====== Information
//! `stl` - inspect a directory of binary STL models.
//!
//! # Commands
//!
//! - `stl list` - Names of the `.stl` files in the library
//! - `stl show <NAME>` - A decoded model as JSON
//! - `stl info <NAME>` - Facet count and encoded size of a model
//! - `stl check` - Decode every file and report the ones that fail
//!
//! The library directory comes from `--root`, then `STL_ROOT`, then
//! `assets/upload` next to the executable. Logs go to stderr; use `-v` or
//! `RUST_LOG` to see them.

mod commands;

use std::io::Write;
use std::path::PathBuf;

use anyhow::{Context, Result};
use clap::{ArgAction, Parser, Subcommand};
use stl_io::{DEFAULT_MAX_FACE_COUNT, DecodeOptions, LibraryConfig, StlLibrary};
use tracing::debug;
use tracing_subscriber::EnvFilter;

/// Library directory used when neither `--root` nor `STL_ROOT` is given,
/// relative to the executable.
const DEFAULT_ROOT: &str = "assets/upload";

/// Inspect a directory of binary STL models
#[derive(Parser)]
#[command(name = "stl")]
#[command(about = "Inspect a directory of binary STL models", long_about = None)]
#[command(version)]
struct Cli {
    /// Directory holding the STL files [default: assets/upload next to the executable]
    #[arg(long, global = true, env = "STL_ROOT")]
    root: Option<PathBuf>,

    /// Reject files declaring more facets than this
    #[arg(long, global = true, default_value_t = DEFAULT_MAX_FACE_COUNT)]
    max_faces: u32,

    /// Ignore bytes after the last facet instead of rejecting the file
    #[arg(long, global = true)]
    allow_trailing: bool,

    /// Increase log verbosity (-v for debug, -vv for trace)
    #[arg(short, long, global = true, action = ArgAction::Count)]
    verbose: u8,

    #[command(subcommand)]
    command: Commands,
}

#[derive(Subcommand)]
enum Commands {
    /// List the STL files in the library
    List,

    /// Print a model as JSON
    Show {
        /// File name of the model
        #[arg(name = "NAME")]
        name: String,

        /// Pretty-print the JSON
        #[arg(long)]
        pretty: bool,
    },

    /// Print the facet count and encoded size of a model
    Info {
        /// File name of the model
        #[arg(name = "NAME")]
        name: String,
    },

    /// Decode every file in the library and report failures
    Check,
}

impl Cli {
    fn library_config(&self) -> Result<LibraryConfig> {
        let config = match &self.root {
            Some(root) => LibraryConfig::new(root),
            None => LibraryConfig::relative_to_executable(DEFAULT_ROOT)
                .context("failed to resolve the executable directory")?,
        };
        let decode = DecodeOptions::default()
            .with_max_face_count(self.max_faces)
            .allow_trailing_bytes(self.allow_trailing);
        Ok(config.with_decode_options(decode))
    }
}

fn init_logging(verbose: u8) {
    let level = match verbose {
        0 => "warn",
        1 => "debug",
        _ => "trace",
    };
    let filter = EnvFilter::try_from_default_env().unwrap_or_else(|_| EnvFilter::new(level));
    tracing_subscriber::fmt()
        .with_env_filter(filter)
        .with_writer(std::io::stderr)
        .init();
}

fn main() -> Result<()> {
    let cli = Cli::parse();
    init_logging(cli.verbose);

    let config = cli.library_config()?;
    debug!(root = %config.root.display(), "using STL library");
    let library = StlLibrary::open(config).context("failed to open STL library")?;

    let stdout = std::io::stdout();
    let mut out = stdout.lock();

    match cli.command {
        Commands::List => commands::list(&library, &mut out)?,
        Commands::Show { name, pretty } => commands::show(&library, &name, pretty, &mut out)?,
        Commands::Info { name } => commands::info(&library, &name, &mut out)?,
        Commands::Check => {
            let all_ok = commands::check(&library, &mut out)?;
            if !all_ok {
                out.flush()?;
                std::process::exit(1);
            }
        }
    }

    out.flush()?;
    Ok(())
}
============
====== Information
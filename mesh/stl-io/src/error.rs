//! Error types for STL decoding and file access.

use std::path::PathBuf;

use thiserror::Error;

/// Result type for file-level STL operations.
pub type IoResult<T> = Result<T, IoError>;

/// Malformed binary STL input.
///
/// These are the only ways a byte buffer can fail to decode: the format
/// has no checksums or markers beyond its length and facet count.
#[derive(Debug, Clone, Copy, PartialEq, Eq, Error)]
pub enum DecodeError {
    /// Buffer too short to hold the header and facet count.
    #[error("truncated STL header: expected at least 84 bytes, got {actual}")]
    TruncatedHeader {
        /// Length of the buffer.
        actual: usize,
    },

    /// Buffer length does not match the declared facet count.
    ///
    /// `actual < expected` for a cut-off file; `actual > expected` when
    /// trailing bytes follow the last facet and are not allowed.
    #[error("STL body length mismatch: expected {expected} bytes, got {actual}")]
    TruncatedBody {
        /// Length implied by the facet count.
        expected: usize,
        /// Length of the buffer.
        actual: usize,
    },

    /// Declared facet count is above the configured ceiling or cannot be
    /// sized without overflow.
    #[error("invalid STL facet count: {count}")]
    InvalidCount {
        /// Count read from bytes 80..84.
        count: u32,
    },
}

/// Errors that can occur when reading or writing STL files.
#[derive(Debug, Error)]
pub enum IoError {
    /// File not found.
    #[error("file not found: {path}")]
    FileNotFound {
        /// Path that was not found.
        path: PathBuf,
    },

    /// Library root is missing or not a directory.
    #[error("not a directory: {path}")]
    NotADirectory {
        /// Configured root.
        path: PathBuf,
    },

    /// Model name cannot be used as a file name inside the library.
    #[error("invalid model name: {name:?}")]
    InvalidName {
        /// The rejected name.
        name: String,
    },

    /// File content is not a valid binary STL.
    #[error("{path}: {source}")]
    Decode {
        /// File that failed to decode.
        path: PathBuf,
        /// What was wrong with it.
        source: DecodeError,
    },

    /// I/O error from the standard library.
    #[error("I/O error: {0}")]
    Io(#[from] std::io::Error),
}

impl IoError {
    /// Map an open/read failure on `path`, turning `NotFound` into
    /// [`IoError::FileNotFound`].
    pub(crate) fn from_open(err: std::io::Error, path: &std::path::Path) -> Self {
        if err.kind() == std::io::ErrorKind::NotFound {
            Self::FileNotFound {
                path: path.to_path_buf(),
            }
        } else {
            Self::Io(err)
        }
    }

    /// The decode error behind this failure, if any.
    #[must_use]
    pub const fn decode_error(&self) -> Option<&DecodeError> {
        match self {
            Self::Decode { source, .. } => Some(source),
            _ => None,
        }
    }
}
============
## Exercise
The required output is the stretch of entries above from the line containing "binary STL models." through the line containing "-vv for trace)", reproduced exactly.

## Solution
//! `stl` - inspect a directory of binary STL models.
//!
//! # Commands
//!
//! - `stl list` - Names of the `.stl` files in the library
//! - `stl show <NAME>` - A decoded model as JSON
//! - `stl info <NAME>` - Facet count and encoded size of a model
//! - `stl check` - Decode every file and report the ones that fail
//!
//! The library directory comes from `--root`, then `STL_ROOT`, then
//! `assets/upload` next to the executable. Logs go to stderr; use `-v` or
//! `RUST_LOG` to see them.

mod commands;

use std::io::Write;
use std::path::PathBuf;

use anyhow::{Context, Result};
use clap::{ArgAction, Parser, Subcommand};
use stl_io::{DEFAULT_MAX_FACE_COUNT, DecodeOptions, LibraryConfig, StlLibrary};
use tracing::debug;
use tracing_subscriber::EnvFilter;

/// Library directory used when neither `--root` nor `STL_ROOT` is given,
/// relative to the executable.
const DEFAULT_ROOT: &str = "assets/upload";

/// Inspect a directory of binary STL models
#[derive(Parser)]
#[command(name = "stl")]
#[command(about = "Inspect a directory of binary STL models", long_about = None)]
#[command(version)]
struct Cli {
    /// Directory holding the STL files [default: assets/upload next to the executable]
    #[arg(long, global = true, env = "STL_ROOT")]
    root: Option<PathBuf>,

    /// Reject files declaring more facets than this
    #[arg(long, global = true, default_value_t = DEFAULT_MAX_FACE_COUNT)]
    max_faces: u32,

    /// Ignore bytes after the last facet instead of rejecting the file
    #[arg(long, global = true)]
    allow_trailing: bool,

    /// Increase log verbosity (-v for debug, -vv for trace)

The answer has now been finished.